Hunt for the word "account" across the entries below, copying each line that holds it.
=== Section Start ===
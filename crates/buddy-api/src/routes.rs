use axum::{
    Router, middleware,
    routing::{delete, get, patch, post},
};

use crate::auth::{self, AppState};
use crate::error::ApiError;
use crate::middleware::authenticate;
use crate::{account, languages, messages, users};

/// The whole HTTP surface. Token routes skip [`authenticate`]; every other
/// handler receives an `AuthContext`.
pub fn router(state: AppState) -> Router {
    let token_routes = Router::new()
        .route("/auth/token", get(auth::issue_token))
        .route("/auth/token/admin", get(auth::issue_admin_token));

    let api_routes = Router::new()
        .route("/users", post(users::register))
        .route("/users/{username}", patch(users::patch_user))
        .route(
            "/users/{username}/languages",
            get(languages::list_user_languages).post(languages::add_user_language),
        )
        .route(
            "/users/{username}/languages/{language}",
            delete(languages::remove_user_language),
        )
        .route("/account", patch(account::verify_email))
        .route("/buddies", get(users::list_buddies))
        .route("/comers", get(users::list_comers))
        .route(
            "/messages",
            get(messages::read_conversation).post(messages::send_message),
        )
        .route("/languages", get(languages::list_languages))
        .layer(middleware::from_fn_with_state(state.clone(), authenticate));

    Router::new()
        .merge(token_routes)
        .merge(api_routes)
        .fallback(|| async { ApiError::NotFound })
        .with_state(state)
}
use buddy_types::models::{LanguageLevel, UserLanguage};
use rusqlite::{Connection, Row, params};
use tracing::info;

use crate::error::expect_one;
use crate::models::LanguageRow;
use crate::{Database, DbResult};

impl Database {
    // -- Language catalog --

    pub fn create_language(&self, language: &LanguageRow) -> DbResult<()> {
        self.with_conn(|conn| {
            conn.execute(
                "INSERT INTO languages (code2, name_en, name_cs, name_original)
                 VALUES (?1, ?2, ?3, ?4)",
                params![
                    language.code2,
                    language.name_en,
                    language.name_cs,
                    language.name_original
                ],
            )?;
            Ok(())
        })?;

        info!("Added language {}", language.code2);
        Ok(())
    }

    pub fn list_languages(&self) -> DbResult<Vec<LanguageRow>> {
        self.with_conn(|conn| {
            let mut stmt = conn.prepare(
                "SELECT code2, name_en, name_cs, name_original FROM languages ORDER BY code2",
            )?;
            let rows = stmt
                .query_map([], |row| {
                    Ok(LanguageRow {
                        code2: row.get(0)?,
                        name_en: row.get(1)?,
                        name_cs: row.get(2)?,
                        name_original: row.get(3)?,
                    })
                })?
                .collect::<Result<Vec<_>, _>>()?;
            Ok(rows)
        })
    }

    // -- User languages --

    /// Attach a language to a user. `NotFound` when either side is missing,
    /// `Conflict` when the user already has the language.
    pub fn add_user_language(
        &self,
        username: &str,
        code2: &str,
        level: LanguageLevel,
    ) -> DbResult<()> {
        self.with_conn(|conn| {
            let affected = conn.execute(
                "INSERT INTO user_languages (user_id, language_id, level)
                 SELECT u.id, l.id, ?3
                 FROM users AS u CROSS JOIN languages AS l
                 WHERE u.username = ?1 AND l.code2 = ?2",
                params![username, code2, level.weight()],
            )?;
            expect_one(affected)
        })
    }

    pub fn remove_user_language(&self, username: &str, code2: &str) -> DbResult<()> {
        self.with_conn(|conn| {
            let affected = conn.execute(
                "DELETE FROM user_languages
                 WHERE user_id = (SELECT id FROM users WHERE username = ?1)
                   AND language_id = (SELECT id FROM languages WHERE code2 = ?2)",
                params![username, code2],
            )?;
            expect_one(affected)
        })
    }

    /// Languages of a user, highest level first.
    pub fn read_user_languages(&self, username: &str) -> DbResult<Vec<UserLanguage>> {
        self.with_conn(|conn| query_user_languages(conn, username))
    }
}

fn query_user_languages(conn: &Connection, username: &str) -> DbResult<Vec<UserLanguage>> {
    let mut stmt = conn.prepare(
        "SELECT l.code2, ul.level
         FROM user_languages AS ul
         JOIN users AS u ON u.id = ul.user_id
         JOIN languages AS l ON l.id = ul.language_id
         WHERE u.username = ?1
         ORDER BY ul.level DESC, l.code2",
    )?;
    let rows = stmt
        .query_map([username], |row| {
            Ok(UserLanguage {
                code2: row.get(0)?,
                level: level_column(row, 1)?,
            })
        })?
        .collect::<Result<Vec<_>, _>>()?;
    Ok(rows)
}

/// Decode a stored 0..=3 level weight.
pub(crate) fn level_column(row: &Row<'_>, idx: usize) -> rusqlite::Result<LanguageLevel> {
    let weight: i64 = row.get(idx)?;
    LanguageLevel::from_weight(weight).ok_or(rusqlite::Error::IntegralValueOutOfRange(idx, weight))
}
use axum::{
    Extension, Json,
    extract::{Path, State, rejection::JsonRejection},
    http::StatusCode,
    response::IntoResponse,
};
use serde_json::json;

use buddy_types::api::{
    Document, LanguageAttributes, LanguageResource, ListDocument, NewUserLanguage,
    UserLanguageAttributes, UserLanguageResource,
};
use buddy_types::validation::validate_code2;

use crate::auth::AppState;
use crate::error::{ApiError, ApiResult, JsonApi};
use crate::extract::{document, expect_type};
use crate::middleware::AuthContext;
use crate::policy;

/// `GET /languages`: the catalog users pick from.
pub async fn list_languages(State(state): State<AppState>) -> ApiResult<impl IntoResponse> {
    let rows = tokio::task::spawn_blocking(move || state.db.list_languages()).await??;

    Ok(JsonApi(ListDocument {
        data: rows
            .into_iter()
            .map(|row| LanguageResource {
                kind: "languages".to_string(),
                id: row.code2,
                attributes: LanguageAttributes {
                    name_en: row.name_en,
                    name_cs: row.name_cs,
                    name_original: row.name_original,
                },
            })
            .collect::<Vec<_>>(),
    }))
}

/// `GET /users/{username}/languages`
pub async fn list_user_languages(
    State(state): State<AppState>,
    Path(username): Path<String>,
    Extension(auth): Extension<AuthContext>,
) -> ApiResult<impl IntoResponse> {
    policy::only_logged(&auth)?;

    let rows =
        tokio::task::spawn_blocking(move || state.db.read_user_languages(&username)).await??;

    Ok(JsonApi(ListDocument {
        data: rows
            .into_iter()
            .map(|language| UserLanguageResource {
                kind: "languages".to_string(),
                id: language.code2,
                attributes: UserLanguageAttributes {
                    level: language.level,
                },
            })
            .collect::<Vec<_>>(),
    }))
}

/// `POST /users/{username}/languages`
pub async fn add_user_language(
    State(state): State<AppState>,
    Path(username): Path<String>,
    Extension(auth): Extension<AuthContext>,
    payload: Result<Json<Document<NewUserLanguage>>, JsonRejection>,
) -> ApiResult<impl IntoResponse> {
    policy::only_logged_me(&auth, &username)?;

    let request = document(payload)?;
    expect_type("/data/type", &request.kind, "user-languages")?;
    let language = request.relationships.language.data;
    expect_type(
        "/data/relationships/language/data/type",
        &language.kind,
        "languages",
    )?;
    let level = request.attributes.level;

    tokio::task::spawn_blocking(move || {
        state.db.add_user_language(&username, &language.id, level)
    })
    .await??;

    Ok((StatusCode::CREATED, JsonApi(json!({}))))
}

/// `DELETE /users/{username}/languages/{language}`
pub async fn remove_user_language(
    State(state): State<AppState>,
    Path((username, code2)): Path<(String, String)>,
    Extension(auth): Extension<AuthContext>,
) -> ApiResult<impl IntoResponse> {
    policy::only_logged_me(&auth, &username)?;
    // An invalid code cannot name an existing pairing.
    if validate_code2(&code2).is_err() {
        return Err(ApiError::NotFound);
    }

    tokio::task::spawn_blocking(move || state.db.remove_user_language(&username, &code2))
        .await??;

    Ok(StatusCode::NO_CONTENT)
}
=== Section End ===
=== Section Start ===
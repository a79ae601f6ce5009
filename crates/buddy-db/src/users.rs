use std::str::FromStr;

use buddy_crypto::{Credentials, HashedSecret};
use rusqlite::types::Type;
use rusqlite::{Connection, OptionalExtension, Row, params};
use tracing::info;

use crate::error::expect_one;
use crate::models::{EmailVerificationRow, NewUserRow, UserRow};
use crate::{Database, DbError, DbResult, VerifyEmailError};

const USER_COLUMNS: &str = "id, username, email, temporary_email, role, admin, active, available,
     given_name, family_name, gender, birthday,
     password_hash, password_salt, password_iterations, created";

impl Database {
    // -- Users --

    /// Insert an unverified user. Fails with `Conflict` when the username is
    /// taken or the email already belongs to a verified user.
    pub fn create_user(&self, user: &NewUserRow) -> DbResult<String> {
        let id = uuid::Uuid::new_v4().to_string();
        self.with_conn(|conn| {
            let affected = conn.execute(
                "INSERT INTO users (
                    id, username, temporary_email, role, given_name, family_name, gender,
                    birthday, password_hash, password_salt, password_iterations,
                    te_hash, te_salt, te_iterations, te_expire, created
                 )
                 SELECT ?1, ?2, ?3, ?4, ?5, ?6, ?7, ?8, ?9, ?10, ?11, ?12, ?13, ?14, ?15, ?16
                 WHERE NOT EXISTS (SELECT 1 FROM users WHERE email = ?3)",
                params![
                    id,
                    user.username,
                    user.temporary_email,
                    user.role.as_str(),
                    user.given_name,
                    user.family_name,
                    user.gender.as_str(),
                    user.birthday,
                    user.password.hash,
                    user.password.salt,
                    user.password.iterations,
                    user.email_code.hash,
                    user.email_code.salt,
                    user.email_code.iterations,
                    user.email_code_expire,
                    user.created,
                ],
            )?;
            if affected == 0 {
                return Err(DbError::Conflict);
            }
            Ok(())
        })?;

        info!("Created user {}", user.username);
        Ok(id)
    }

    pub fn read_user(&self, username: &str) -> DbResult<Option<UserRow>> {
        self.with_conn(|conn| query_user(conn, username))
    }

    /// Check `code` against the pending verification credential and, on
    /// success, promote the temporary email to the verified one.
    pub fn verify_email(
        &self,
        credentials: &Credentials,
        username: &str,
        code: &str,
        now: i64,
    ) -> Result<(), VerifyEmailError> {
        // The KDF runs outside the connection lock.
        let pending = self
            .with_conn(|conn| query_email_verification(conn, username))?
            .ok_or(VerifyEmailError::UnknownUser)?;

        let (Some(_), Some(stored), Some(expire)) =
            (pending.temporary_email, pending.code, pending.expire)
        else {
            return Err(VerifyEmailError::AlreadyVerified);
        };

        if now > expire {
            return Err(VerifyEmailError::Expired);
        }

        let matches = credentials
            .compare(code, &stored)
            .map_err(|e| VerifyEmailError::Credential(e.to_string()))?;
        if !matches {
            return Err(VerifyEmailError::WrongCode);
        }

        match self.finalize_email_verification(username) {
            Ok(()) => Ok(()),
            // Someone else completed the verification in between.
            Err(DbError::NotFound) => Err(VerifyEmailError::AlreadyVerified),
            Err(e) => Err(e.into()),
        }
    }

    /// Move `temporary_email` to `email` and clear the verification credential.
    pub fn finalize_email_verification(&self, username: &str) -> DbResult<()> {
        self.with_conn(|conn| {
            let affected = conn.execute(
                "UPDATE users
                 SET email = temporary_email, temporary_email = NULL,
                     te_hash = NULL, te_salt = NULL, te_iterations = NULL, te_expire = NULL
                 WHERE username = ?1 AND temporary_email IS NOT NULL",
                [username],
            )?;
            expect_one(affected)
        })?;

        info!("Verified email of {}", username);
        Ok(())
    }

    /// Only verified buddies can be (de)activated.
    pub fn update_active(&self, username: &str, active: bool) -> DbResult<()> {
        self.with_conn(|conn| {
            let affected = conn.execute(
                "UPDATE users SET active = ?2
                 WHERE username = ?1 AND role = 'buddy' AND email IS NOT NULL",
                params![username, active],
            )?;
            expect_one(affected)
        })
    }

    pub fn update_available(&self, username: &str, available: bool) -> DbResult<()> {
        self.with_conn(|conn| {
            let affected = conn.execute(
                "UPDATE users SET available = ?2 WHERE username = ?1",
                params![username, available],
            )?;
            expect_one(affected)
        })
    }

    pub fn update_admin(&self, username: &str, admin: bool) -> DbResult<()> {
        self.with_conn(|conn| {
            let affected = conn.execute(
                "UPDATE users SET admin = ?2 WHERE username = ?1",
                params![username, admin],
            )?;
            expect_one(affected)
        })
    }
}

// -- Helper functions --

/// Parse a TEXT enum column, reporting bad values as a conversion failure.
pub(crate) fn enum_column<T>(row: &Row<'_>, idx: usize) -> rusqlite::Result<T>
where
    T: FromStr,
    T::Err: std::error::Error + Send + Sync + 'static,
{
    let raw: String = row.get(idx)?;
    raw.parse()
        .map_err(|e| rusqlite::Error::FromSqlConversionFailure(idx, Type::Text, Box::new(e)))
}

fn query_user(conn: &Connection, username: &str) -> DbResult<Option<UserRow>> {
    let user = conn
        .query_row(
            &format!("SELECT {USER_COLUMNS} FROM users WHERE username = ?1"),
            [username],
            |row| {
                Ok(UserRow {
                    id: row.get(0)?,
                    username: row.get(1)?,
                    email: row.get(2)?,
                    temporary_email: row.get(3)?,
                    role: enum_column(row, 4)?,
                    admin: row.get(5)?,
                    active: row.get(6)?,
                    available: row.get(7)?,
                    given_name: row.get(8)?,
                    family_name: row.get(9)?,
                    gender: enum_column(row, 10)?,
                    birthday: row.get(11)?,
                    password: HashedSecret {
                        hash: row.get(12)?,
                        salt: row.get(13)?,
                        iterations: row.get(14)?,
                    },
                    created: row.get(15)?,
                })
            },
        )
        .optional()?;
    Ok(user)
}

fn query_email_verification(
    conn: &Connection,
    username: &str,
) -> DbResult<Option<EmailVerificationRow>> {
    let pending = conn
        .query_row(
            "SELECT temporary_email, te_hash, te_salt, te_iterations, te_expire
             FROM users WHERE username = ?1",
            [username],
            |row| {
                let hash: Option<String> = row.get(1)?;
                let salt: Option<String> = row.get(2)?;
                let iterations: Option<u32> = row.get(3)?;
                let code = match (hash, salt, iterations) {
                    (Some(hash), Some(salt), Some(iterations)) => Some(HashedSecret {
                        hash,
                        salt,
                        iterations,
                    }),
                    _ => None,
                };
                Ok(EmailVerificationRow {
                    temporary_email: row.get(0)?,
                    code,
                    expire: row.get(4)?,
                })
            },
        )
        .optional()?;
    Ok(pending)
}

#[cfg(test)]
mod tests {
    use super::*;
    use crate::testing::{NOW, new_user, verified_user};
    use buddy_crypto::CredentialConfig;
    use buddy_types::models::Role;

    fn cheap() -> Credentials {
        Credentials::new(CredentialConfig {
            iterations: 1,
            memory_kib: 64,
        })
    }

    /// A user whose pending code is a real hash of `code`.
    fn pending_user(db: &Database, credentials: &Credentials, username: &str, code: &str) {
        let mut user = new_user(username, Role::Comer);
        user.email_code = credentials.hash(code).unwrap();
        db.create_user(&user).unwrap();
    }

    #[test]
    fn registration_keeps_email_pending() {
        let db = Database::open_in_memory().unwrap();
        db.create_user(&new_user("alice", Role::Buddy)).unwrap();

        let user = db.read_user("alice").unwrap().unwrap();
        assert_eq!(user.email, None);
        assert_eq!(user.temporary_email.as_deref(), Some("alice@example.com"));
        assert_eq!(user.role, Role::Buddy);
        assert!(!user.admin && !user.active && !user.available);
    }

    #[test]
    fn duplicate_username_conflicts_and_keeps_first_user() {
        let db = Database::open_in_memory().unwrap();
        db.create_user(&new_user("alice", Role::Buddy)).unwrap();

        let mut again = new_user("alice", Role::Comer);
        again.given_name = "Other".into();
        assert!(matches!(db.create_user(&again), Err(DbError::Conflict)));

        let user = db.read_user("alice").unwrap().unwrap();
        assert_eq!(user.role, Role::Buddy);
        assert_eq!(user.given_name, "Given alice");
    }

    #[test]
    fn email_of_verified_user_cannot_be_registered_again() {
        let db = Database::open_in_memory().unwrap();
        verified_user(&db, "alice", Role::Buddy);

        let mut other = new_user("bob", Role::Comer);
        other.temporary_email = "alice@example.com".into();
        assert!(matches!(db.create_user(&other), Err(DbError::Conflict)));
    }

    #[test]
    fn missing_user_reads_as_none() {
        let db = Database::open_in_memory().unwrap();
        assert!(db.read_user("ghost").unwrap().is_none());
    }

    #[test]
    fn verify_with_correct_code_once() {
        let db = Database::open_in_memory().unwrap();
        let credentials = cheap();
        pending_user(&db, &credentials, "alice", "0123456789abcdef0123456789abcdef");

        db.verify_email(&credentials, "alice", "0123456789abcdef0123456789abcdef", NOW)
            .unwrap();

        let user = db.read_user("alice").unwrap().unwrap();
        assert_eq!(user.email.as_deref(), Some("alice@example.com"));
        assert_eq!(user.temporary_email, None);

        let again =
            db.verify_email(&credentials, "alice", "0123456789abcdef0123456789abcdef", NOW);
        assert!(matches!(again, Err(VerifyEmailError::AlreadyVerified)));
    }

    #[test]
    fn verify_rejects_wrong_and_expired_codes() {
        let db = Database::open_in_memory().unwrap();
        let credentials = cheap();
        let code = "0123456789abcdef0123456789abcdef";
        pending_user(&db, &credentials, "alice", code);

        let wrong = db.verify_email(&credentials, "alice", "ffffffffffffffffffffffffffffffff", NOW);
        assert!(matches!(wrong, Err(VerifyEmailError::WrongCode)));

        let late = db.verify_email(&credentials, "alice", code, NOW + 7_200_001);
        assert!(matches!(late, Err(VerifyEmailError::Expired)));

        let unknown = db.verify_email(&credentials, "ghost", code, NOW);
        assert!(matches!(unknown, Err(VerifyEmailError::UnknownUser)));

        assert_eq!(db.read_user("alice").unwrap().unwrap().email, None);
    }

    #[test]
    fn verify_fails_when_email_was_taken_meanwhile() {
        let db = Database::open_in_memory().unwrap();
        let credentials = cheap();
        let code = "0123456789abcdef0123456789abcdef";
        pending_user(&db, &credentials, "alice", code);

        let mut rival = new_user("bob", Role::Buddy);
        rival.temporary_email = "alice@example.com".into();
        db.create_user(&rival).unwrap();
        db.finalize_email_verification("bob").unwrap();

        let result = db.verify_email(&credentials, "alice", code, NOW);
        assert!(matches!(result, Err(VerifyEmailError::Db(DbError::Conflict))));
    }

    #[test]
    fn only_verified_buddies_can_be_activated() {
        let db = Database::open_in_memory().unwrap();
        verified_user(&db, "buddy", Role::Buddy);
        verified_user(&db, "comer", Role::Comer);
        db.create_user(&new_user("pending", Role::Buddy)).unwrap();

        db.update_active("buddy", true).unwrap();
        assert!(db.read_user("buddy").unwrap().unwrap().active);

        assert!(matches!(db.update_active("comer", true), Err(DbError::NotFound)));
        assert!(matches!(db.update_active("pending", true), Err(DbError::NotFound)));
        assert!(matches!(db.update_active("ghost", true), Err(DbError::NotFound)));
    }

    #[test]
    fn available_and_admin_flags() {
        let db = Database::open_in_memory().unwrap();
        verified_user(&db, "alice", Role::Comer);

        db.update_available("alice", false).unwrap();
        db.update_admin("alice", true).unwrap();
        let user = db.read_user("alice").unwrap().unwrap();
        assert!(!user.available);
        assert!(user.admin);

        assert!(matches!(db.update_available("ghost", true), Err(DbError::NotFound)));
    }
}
=== Section End ===
#### Task answer:
use crate::{account, languages, messages, users};
        .route("/account", patch(account::verify_email))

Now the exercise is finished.